Directions for this task: Give the number of lines in these entries that contain "TracingSurface", and nothing more.

Record set:
===

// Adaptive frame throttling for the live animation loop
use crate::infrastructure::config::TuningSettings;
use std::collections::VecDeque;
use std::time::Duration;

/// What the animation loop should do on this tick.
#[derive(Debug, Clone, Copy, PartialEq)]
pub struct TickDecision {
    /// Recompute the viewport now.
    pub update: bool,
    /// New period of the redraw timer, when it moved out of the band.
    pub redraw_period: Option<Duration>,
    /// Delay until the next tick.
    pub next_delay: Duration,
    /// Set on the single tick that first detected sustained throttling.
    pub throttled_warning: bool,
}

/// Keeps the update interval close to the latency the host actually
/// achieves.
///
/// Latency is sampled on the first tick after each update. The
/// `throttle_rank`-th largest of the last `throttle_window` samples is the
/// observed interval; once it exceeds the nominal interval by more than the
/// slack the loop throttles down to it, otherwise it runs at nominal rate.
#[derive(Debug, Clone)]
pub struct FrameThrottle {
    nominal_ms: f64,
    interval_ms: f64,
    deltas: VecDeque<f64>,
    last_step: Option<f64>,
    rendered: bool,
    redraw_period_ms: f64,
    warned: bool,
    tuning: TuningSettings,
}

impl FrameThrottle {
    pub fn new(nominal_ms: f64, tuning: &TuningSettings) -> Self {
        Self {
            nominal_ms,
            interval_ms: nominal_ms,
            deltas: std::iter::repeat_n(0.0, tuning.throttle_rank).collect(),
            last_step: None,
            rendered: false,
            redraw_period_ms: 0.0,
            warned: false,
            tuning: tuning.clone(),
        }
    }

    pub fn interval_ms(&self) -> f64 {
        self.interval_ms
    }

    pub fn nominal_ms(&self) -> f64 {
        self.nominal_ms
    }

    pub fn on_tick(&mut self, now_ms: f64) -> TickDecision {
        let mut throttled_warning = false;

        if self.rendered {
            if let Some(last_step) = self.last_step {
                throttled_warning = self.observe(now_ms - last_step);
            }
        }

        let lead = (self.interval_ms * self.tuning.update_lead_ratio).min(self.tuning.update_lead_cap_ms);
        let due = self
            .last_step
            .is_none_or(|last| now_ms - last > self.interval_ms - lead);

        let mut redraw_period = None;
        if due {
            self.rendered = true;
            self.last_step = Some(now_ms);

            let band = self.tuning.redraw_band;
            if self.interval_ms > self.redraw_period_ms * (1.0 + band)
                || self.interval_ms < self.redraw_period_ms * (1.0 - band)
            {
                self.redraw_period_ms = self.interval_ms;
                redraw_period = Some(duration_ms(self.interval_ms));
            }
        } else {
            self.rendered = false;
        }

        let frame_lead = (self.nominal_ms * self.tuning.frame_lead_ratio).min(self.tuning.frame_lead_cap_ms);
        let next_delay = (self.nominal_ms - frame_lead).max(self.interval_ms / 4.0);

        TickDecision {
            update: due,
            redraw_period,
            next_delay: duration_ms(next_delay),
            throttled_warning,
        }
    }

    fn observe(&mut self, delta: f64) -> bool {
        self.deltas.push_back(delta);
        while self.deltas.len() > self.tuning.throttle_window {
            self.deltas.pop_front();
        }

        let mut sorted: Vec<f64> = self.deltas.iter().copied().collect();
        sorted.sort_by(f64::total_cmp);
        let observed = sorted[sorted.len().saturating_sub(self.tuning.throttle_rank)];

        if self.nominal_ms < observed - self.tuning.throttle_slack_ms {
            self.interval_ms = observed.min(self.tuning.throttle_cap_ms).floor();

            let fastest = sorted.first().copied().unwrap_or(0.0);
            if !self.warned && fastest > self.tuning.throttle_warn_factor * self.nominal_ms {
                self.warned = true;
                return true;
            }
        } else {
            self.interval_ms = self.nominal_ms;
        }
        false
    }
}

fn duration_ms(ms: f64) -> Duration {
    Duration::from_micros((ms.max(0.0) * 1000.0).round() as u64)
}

===

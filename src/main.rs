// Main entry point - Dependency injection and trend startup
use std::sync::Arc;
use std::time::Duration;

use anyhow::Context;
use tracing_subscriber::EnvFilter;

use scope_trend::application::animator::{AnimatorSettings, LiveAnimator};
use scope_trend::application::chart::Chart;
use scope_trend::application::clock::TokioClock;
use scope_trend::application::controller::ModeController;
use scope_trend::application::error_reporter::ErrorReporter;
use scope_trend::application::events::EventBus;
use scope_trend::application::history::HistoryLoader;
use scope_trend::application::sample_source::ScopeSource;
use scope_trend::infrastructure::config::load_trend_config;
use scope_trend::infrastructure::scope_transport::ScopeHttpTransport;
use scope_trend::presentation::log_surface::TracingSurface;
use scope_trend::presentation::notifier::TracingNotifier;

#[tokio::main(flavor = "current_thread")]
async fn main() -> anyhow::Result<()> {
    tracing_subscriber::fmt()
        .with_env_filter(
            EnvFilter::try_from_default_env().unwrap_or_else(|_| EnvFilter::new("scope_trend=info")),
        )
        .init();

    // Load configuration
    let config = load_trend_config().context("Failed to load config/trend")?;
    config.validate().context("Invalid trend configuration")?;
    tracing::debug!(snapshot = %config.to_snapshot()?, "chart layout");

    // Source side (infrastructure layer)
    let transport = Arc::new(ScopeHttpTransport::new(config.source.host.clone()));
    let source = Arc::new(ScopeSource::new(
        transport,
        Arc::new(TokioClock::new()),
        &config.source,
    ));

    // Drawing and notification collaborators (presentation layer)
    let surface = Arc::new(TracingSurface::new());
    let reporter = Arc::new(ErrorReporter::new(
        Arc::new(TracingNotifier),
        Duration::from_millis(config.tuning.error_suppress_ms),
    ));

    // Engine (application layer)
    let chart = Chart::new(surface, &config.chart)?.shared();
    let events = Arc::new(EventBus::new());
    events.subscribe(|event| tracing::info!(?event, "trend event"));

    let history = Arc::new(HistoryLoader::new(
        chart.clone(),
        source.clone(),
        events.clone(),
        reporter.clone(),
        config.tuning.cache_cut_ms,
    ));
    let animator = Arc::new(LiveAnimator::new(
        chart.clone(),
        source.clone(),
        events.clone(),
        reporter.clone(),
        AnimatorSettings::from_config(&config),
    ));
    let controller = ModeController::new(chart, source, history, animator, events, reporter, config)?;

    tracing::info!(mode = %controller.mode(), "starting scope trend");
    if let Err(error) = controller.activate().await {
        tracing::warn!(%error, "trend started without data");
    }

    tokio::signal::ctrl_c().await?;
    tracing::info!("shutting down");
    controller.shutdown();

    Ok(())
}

===

Task response: 2